Today I find myself overwhelmed with a reoccuring feeling. A feeling that absolutely terrifies me and makes me shake my head and say, “Why?!” I don’t know when it started, but lately I’ve been thinking about having another baby. Wow. Even putting that thought down in writing scares me. Mentally, I’m exhausted. Physically, I’m exhausted. Emotionally, I’m exhausted. And yet during the day, while I play with and take care of Chloe and Ben, I find my thought wandering to the unknown, yet-to-come adventure of having three children.

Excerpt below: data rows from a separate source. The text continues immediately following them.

impl FakeScrollPattern {
    fn step(&self, amount: ScrollAmount, large: f64, small: f64) -> f64 {
        match amount {
            ScrollAmount::LargeIncrement => large,
            ScrollAmount::SmallIncrement => small,
            ScrollAmount::LargeDecrement => -large,
            ScrollAmount::SmallDecrement => -small,
        }
    }
}

impl ScrollPattern for FakeScrollPattern {
    fn vertically_scrollable(&self) -> Result<bool, AutomationError> {
        Ok(self.spec.rows > self.spec.viewport_rows)
    }

    fn horizontally_scrollable(&self) -> Result<bool, AutomationError> {
        Ok(self.spec.cols > self.spec.viewport_cols)
    }

    fn vertical_scroll_percent(&self) -> Result<f64, AutomationError> {
        Ok(self.state.lock().unwrap().v_percent)
    }

    fn horizontal_scroll_percent(&self) -> Result<f64, AutomationError> {
        Ok(self.state.lock().unwrap().h_percent)
    }

    fn scroll_vertical(&self, amount: ScrollAmount) -> Result<(), AutomationError> {
        let delta = self.step(amount, self.spec.v_large_step, self.spec.v_small_step);
        let mut state = self.state.lock().unwrap();
        state.v_percent = (state.v_percent + delta).clamp(0.0, 100.0);
        match amount {
            ScrollAmount::LargeIncrement | ScrollAmount::LargeDecrement => {
                state.counters.v_large += 1
            }
            _ => state.counters.v_small += 1,
        }
        Ok(())
    }

    fn scroll_horizontal(&self, amount: ScrollAmount) -> Result<(), AutomationError> {
        let delta = self.step(amount, self.spec.h_large_step, self.spec.h_small_step);
        let mut state = self.state.lock().unwrap();
        state.h_percent = (state.h_percent + delta).clamp(0.0, 100.0);
        match amount {
            ScrollAmount::LargeIncrement | ScrollAmount::LargeDecrement => {
                state.counters.h_large += 1
            }
            _ => state.counters.h_small += 1,
        }
        Ok(())
    }
}

#[derive(Debug)]
struct FakeCellNode {
    spec: GridSpec,
    state: Arc<Mutex<GridState>>,
    row: i32,
    col: i32,
}

impl NodeImpl for FakeCellNode {
    fn automation_id(&self) -> Result<String, AutomationError> {
        Ok(String::new())
    }

    fn name(&self) -> Result<String, AutomationError> {
        Ok(format!("cell [{}, {}]", self.row, self.col))
    }

    fn control_type(&self) -> Result<ControlType, AutomationError> {
        Ok(ControlType::DataItem)
    }

    fn is_enabled(&self) -> Result<bool, AutomationError> {
        Ok(true)
    }

    /// Bounds derived from the live scroll state: cells scrolled past the
    /// viewport land outside the grid's rectangle.
    fn bounds(&self) -> Result<Rect, AutomationError> {
        let (v_percent, h_percent) = {
            let state = self.state.lock().unwrap();
            (state.v_percent, state.h_percent)
        };
        let first_row = first_visible(v_percent, self.spec.rows, self.spec.viewport_rows);
        let first_col = first_visible(h_percent, self.spec.cols, self.spec.viewport_cols);
        let row_h = self.spec.bounds.height / self.spec.viewport_rows as f64;
        let col_w = self.spec.bounds.width / self.spec.viewport_cols as f64;
        Ok(Rect::new(
            self.spec.bounds.x + (self.col - first_col) as f64 * col_w,
            self.spec.bounds.y + (self.row - first_row) as f64 * row_h,
            col_w,
            row_h,
        ))
    }

    fn clickable_point(&self) -> Result<(f64, f64), AutomationError> {
        let b = self.bounds()?;
        Ok((b.x + b.width / 2.0, b.y + b.height / 2.0))
    }

    fn find_first(
        &self,
        _scope: TreeScope,
        condition: &Condition,
    ) -> Result<Option<UiNode>, AutomationError> {
        if let Condition::ControlType(wanted) = condition {
            if self.spec.cell_child == Some(*wanted) {
                let state = TextState {
                    value: format!("r{}c{}", self.row, self.col),
                    ..TextState::default()
                };
                return Ok(Some(UiNode::new(Arc::new(FakeTextNode {
                    id: String::new(),
                    state: Arc::new(Mutex::new(state)),
                }))));
            }
        }
        Ok(None)
    }

    fn grid_pattern(&self) -> Result<Box<dyn GridPattern + '_>, AutomationError> {
        Err(AutomationError::PatternNotSupported("grid".to_string()))
    }

    fn grid_item_pattern(&self) -> Result<Box<dyn GridItemPattern + '_>, AutomationError> {
        Ok(Box::new(FakeGridItemPattern {
            row: self.row,
            col: self.col,
        }))
    }

    fn scroll_pattern(&self) -> Result<Box<dyn ScrollPattern + '_>, AutomationError> {
        Err(AutomationError::PatternNotSupported("scroll".to_string()))
    }

    fn text_pattern(&self) -> Result<Box<dyn TextPattern + '_>, AutomationError> {
        Err(AutomationError::PatternNotSupported("text".to_string()))
    }

    fn value_pattern(&self) -> Result<Box<dyn ValuePattern + '_>, AutomationError> {
        Err(AutomationError::PatternNotSupported("value".to_string()))
    }

    fn as_any(&self) -> &dyn std::any::Any {
        self
    }
}

struct FakeGridItemPattern {
    row: i32,
    col: i32,
}

impl GridItemPattern for FakeGridItemPattern {
    fn row(&self) -> Result<i32, AutomationError> {
        Ok(self.row)
    }

    fn column(&self) -> Result<i32, AutomationError> {
        Ok(self.col)
    }
}

/// Build a fake grid node plus a handle onto its scroll state and counters.
pub fn grid_node(spec: GridSpec) -> (UiNode, Arc<Mutex<GridState>>) {
    let state = Arc::new(Mutex::new(GridState::default()));
    let node = UiNode::new(Arc::new(FakeGridNode {
        spec,
        state: state.clone(),
    }));
    (node, state)
}

// ---------------------------------------------------------------------------
// Text box

#[derive(Debug, Clone)]
pub struct TextState {
    pub value: String,
    pub enabled: bool,
    pub read_only: bool,
    pub has_text_pattern: bool,
    pub has_value_pattern: bool,
    pub clickable: (f64, f64),
}

impl Default for TextState {
    fn default() -> Self {
        Self {
            value: String::new(),
            enabled: true,
            read_only: false,
            has_text_pattern: true,
            has_value_pattern: true,
            clickable: (120.5, 240.5),
        }
    }
}

#[derive(Debug)]
pub struct FakeTextNode {
    id: String,
    state: Arc<Mutex<TextState>>,
}

impl NodeImpl for FakeTextNode {
    fn automation_id(&self) -> Result<String, AutomationError> {
        Ok(self.id.clone())
    }

    fn name(&self) -> Result<String, AutomationError> {
        Ok(String::new())
    }

    fn control_type(&self) -> Result<ControlType, AutomationError> {
        Ok(ControlType::Edit)
    }

    fn is_enabled(&self) -> Result<bool, AutomationError> {
        Ok(self.state.lock().unwrap().enabled)
    }

    fn bounds(&self) -> Result<Rect, AutomationError> {
        Ok(Rect::new(100.0, 220.0, 200.0, 40.0))
    }

    fn clickable_point(&self) -> Result<(f64, f64), AutomationError> {
        Ok(self.state.lock().unwrap().clickable)
    }

    fn find_first(
        &self,
        _scope: TreeScope,
        _condition: &Condition,
    ) -> Result<Option<UiNode>, AutomationError> {
        Ok(None)
    }

    fn grid_pattern(&self) -> Result<Box<dyn GridPattern + '_>, AutomationError> {
        Err(AutomationError::PatternNotSupported("grid".to_string()))
    }

    fn grid_item_pattern(&self) -> Result<Box<dyn GridItemPattern + '_>, AutomationError> {
        Err(AutomationError::PatternNotSupported("grid item".to_string()))
    }

    fn scroll_pattern(&self) -> Result<Box<dyn ScrollPattern + '_>, AutomationError> {
        Err(AutomationError::PatternNotSupported("scroll".to_string()))
    }

    fn text_pattern(&self) -> Result<Box<dyn TextPattern + '_>, AutomationError> {
        if !self.state.lock().unwrap().has_text_pattern {
            return Err(AutomationError::PatternNotSupported(
                "fake text box has no text pattern".to_string(),
            ));
        }
        Ok(Box::new(FakeTextPattern {
            state: self.state.clone(),
        }))
    }

    fn value_pattern(&self) -> Result<Box<dyn ValuePattern + '_>, AutomationError> {
        if !self.state.lock().unwrap().has_value_pattern {
            return Err(AutomationError::PatternNotSupported(
                "fake text box has no value pattern".to_string(),
            ));
        }
        Ok(Box::new(FakeValuePattern {
            state: self.state.clone(),
        }))
    }

    fn as_any(&self) -> &dyn std::any::Any {
        self
    }
}

struct FakeTextPattern {
    state: Arc<Mutex<TextState>>,
}

impl TextPattern for FakeTextPattern {
    fn document_text(&self) -> Result<String, AutomationError> {
        Ok(self.state.lock().unwrap().value.clone())
    }
}

struct FakeValuePattern {
    state: Arc<Mutex<TextState>>,
}

impl ValuePattern for FakeValuePattern {
    fn value(&self) -> Result<String, AutomationError> {
        Ok(self.state.lock().unwrap().value.clone())
    }

    fn is_read_only(&self) -> Result<bool, AutomationError> {
        Ok(self.state.lock().unwrap().read_only)
    }
}

/// Build a fake text-box node plus a handle onto its mutable state.
pub fn text_node(id: &str, state: TextState) -> (UiNode, Arc<Mutex<TextState>>) {
    let state = Arc::new(Mutex::new(state));
    let node = UiNode::new(Arc::new(FakeTextNode {
        id: id.to_string(),
        state: state.clone(),
    }));
    (node, state)
}

// ---------------------------------------------------------------------------
// Input recorder

#[derive(Debug, Clone, PartialEq)]
pub enum InputEvent {
    Click(MouseButton, Point),
    SelectAll,
    TypeText(String),
}

/// Records simulated input and applies keystrokes to a designated "focused"
/// text state, mimicking select-all-then-type semantics.
#[derive(Debug, Default)]
pub struct FakeInput {
    pub events: Mutex<Vec<InputEvent>>,
    pub focus: Mutex<Option<Arc<Mutex<TextState>>>>,
    pub fail_clicks: AtomicBool,
    select_all_armed: AtomicBool,
}

impl FakeInput {
    pub fn focus_on(&self, state: Arc<Mutex<TextState>>) {
        *self.focus.lock().unwrap() = Some(state);
    }

    pub fn recorded(&self) -> Vec<InputEvent> {
        self.events.lock().unwrap().clone()
    }
}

I am not currently pregnant, nor do I want to be just yet (I want to wait until Ben is at least a year old), but I find my heart becoming more open and less hardened to the thought of another one. Maybe it’s all the wonderful, motherly examples I’ve been blessed to witness. This one friend of mine in particular has 5 children under 6 years old and I think she is one of the most amazing women I know. I don’t know her overly well, but she has greatly impacted my life simply by having 5 children under 6 years old.
In the middle of the night when I am nursing Ben, or during the day when I’m dealing with a two year old’s tantrum, I start to doubt why on earth I’d even bother to think of another child right now. Am I crazy?! Maybe I am. But I really love my husband and my children, and they truly are a gift no matter what.
While we’re not planning on another baby soon, and we are still in the stage of NFP where we’re hoping to avoid a pregnancy, it’s kind of a terrifying excitement to know that my heart is opening and that another little soul (right now, this soul is just a thought in the mind of the Creator) will come into our lives ‘soon’.